→ Exercise directions: Check every line below, and copy those that include "extend".

→ Saved entries:
== Segment start ==
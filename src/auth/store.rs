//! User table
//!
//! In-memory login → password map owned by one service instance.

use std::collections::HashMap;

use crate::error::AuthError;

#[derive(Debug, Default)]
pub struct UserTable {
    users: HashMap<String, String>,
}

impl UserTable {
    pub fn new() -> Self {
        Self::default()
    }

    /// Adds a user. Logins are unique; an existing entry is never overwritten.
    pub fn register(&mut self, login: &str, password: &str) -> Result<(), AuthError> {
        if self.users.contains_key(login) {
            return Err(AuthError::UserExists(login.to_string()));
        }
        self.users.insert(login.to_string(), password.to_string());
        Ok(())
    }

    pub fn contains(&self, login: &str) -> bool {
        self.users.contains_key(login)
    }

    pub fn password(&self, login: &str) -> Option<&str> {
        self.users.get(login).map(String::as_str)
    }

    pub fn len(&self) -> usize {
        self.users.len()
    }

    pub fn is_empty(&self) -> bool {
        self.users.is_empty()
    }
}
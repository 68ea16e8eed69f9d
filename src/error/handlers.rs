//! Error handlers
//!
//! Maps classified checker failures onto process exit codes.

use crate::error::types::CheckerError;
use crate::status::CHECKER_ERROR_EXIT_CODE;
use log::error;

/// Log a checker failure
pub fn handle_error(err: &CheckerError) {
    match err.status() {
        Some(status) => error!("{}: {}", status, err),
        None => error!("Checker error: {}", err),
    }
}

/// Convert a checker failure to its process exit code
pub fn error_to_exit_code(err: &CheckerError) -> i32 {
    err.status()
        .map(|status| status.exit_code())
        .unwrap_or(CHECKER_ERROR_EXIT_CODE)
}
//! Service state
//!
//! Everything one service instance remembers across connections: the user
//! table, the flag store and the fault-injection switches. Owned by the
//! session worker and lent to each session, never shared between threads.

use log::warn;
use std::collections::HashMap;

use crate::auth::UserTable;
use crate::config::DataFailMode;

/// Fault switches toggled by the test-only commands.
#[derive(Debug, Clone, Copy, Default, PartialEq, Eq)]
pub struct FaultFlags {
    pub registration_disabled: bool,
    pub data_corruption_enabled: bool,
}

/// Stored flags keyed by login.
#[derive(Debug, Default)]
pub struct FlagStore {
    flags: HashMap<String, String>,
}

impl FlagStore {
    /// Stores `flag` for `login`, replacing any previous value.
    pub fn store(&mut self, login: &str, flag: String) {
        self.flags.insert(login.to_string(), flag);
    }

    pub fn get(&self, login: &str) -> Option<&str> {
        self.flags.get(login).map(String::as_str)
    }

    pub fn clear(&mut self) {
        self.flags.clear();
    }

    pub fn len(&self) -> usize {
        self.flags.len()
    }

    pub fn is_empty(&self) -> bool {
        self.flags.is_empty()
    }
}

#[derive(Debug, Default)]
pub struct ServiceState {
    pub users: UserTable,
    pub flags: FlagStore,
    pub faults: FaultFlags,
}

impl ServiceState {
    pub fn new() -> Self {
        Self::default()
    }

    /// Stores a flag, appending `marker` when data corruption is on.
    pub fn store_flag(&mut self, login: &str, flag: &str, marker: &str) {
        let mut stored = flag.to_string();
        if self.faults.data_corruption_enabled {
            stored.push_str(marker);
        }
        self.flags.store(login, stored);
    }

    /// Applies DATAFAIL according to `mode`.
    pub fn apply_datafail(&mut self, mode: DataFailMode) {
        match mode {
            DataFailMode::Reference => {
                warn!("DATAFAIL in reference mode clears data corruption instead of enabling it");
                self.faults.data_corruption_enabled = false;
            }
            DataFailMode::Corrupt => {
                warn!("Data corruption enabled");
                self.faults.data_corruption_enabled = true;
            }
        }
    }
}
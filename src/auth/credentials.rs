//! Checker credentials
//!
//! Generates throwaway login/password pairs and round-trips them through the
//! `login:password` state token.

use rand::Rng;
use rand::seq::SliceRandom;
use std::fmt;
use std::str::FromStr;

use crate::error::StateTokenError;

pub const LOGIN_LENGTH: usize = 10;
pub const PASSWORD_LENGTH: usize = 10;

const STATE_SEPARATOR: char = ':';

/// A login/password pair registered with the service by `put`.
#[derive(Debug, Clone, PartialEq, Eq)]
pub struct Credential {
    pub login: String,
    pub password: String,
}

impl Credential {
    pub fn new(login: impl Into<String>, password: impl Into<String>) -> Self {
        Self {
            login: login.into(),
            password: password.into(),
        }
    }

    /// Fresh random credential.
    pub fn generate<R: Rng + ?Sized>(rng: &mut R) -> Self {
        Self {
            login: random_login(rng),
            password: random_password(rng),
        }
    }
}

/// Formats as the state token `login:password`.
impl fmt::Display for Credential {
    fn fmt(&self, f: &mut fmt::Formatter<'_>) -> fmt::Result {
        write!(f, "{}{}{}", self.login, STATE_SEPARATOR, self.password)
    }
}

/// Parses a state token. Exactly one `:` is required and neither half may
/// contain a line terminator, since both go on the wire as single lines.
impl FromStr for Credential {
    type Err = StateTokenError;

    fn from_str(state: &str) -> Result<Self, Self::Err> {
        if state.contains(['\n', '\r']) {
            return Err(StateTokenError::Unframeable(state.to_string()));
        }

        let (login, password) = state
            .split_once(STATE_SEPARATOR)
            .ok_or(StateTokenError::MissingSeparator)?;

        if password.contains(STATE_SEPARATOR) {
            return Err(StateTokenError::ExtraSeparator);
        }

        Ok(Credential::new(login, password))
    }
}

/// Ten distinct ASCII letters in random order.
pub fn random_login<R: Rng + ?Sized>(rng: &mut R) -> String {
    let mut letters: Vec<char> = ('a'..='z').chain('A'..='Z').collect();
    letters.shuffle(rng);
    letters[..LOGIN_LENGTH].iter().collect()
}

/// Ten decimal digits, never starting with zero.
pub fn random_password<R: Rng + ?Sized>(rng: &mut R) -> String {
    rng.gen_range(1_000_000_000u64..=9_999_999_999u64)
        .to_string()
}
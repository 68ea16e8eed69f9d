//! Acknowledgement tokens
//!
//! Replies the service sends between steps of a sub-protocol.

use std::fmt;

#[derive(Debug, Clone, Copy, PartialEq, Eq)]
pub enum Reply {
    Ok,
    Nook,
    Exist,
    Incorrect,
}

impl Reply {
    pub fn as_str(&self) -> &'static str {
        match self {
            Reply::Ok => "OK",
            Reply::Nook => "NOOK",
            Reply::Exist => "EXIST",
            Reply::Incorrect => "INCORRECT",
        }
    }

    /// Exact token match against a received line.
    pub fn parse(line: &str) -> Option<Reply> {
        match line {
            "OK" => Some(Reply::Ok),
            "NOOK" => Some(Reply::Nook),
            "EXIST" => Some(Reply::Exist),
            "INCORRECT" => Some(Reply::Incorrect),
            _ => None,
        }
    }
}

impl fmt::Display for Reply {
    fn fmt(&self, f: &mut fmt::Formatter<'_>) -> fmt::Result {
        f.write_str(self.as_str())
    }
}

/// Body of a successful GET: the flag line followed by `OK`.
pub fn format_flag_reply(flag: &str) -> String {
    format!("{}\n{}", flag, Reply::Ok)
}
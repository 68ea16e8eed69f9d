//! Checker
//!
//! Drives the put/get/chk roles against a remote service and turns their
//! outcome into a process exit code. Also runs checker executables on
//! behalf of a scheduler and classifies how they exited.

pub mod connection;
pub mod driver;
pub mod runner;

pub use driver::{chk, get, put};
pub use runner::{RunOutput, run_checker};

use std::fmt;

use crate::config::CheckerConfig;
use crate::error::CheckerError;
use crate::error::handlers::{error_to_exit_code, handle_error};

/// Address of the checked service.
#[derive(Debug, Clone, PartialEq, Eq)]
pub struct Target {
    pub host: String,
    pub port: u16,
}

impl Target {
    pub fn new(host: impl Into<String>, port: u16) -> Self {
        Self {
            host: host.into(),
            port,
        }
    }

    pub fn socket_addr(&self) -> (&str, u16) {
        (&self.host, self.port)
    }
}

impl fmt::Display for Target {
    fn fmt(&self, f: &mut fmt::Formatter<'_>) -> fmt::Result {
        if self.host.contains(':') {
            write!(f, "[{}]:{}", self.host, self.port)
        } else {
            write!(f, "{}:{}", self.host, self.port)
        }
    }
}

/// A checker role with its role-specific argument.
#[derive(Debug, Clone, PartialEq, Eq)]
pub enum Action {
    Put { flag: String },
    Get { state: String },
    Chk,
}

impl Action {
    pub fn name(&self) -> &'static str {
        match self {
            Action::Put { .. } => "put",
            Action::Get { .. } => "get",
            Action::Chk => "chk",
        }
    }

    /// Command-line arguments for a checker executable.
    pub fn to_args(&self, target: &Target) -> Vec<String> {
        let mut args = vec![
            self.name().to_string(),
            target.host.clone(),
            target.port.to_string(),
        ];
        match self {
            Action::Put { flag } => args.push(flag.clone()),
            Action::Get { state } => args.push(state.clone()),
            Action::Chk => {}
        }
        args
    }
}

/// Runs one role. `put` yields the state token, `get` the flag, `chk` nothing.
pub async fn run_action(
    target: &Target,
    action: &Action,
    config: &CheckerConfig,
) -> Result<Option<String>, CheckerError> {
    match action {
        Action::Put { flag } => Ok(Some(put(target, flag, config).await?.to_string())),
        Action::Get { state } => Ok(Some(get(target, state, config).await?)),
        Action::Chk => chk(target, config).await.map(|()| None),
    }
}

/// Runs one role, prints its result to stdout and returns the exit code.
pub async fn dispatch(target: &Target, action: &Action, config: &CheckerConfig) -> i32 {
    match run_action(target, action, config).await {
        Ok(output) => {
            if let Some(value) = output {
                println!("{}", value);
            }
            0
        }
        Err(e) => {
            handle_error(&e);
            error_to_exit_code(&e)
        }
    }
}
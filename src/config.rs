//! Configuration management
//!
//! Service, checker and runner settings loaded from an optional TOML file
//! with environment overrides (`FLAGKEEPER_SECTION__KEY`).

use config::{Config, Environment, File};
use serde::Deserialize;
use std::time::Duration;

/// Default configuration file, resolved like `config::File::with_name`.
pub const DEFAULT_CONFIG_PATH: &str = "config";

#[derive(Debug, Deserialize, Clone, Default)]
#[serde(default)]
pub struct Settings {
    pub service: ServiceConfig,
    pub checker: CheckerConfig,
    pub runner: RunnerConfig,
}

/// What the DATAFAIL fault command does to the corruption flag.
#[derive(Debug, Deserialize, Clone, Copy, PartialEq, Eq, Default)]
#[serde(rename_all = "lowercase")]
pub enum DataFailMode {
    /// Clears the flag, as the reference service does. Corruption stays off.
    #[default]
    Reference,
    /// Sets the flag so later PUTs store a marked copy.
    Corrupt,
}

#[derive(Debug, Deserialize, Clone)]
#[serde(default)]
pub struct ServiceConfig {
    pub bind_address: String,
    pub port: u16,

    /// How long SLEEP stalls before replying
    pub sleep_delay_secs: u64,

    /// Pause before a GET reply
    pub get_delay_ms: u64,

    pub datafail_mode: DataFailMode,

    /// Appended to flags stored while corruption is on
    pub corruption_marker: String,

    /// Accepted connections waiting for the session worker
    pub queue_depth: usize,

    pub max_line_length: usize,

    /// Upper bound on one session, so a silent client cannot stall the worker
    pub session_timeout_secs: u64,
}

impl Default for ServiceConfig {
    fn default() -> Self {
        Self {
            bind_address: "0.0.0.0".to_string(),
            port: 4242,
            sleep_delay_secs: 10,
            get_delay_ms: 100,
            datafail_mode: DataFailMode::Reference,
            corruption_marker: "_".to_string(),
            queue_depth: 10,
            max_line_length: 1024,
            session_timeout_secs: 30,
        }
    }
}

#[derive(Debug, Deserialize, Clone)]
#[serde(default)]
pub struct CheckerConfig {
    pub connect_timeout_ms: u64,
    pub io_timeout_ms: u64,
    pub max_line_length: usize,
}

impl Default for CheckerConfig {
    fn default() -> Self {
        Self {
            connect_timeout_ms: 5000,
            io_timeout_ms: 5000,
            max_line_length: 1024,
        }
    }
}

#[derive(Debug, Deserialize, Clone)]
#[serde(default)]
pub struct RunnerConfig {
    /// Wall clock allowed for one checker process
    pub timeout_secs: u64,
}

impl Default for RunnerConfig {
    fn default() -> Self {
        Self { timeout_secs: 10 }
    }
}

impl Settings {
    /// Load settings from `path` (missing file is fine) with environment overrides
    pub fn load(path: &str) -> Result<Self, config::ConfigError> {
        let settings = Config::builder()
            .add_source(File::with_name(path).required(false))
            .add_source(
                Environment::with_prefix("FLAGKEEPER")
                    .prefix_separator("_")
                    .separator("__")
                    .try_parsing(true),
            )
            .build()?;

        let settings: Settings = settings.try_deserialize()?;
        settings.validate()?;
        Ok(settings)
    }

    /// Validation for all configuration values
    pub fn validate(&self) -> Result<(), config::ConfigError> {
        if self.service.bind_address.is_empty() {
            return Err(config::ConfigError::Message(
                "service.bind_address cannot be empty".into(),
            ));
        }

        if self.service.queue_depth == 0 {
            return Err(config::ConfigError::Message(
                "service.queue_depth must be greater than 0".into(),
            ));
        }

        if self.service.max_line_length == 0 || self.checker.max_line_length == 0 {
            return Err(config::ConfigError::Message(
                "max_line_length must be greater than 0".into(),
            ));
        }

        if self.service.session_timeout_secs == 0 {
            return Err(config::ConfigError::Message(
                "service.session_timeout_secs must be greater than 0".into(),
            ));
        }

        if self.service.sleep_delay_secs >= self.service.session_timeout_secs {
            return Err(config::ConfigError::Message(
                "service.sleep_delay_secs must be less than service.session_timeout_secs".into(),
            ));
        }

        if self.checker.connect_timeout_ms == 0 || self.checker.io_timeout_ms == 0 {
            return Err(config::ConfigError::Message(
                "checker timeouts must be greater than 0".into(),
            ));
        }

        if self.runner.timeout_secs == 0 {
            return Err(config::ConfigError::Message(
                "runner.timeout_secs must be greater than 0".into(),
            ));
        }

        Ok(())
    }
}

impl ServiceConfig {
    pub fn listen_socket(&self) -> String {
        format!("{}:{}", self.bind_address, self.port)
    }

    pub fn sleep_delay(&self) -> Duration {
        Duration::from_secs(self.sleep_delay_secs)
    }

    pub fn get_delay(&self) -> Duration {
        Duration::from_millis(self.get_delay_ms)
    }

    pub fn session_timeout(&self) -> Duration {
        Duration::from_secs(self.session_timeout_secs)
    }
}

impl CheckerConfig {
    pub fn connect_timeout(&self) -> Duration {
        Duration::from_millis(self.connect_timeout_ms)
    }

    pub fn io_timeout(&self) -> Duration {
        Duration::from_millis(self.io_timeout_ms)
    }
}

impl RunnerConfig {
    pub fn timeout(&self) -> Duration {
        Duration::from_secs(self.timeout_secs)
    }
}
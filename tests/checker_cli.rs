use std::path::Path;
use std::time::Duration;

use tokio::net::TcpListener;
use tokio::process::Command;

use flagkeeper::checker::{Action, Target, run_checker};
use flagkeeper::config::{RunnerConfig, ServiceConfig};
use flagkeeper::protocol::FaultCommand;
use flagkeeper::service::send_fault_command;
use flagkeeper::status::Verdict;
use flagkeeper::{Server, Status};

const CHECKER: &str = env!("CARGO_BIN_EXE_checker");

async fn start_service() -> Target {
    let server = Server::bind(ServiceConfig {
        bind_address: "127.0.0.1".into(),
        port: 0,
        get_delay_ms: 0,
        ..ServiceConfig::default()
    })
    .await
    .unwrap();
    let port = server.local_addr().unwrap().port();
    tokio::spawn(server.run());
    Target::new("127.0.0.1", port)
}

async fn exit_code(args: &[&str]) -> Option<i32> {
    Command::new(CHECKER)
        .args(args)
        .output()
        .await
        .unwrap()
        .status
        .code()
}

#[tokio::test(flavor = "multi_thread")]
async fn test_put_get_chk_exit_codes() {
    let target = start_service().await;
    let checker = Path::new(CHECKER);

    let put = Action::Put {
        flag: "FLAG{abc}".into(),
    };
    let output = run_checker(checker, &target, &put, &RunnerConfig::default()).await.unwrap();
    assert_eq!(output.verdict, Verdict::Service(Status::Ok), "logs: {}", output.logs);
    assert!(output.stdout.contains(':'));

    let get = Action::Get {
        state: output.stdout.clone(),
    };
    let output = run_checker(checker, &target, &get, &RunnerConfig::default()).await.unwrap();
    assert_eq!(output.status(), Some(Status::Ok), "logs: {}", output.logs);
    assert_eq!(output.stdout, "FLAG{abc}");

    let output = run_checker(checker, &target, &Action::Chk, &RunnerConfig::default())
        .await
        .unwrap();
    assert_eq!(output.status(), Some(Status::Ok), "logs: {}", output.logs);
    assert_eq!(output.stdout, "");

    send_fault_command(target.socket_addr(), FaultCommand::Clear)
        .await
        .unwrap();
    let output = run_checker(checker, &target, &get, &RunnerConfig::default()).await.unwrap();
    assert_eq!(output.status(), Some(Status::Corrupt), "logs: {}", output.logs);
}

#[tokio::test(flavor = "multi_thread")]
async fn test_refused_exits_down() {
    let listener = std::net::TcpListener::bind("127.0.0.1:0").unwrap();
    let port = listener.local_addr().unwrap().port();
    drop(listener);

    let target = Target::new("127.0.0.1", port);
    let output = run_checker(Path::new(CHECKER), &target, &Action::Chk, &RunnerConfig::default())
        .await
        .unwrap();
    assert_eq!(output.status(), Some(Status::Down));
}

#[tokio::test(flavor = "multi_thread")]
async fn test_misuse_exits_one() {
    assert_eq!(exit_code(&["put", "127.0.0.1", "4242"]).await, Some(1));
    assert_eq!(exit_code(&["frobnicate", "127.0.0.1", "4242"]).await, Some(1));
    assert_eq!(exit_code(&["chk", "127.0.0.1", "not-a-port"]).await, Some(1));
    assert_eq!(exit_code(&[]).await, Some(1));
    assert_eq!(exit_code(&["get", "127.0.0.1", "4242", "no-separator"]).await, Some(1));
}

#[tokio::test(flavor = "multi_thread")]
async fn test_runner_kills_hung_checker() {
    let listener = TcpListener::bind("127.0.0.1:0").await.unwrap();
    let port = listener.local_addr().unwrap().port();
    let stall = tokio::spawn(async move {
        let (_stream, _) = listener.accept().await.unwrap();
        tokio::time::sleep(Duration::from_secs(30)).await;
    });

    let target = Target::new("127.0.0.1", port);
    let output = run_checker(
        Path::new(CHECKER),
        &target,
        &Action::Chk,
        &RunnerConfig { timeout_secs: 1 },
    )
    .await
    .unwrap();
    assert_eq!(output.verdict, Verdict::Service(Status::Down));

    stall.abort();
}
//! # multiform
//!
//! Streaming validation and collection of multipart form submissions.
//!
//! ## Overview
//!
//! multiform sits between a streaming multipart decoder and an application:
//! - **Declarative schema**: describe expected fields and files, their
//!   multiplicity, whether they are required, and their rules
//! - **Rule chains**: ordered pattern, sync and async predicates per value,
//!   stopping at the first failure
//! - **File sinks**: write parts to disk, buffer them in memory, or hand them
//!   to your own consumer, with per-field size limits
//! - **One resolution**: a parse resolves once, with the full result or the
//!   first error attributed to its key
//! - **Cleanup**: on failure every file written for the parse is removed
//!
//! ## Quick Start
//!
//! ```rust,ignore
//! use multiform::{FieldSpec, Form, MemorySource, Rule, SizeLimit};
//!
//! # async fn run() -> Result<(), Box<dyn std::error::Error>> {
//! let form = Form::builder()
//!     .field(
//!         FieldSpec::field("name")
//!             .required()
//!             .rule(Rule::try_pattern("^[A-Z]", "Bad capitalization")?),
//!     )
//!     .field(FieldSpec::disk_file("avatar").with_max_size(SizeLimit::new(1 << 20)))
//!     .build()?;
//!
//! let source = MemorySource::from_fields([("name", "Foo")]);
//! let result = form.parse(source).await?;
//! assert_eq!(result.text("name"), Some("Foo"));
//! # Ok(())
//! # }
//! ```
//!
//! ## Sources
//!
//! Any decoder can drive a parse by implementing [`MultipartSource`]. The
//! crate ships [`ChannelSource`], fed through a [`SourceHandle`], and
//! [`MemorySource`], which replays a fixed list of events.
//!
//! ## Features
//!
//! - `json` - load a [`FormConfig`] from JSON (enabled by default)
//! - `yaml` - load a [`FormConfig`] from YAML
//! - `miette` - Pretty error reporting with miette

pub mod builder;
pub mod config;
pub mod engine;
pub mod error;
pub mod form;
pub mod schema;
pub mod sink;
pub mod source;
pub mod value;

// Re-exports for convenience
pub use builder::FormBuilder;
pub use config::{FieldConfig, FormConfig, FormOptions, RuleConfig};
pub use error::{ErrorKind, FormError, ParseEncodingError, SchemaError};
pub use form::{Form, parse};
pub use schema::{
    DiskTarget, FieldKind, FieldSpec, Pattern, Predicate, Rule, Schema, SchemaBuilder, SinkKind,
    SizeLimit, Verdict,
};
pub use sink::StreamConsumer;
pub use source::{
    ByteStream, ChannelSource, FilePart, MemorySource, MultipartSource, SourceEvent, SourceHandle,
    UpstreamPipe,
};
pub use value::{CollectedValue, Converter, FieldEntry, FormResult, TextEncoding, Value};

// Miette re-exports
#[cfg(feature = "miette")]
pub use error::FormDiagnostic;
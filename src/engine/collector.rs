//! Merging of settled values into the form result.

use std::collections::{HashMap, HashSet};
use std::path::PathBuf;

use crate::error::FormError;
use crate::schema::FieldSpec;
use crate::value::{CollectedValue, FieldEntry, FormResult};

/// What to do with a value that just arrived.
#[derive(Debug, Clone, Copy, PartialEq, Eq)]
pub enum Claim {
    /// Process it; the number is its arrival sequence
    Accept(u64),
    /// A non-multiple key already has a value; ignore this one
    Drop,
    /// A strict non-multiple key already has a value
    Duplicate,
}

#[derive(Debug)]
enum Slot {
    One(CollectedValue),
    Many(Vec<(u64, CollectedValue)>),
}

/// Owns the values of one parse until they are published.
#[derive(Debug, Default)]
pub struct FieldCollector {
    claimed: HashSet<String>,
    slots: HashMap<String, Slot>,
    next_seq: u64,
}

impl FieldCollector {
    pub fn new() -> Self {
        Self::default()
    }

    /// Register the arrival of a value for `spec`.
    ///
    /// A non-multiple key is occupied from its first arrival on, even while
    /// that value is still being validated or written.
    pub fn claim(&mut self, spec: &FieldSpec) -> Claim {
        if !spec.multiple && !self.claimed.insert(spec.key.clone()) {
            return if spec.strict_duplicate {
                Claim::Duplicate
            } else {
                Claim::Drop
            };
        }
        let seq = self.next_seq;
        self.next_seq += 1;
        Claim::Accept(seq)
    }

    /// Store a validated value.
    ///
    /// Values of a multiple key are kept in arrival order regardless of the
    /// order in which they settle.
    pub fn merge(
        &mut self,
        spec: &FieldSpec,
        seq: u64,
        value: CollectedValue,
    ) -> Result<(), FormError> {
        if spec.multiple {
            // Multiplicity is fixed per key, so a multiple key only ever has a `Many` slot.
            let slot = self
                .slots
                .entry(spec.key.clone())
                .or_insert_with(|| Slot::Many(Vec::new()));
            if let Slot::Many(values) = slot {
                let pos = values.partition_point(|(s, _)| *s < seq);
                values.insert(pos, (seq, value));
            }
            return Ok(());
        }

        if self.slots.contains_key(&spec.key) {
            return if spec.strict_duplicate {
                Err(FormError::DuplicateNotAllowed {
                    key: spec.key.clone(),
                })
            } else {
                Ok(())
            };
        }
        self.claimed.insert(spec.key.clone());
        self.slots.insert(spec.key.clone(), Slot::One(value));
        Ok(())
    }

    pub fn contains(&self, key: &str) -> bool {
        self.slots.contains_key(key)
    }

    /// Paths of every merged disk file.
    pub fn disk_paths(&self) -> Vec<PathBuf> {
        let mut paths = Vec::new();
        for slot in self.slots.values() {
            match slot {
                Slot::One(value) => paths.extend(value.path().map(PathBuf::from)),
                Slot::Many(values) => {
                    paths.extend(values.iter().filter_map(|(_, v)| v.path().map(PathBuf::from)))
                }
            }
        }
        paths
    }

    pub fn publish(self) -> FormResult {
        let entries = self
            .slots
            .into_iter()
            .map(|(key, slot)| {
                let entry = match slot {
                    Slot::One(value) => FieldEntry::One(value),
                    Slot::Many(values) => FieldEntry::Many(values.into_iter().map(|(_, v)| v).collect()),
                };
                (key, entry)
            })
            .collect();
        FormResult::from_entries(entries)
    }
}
== Segment end ==
→ Output below:
                Slot::One(value) => paths.extend(value.path().map(PathBuf::from)),
                    paths.extend(values.iter().filter_map(|(_, v)| v.path().map(PathBuf::from)))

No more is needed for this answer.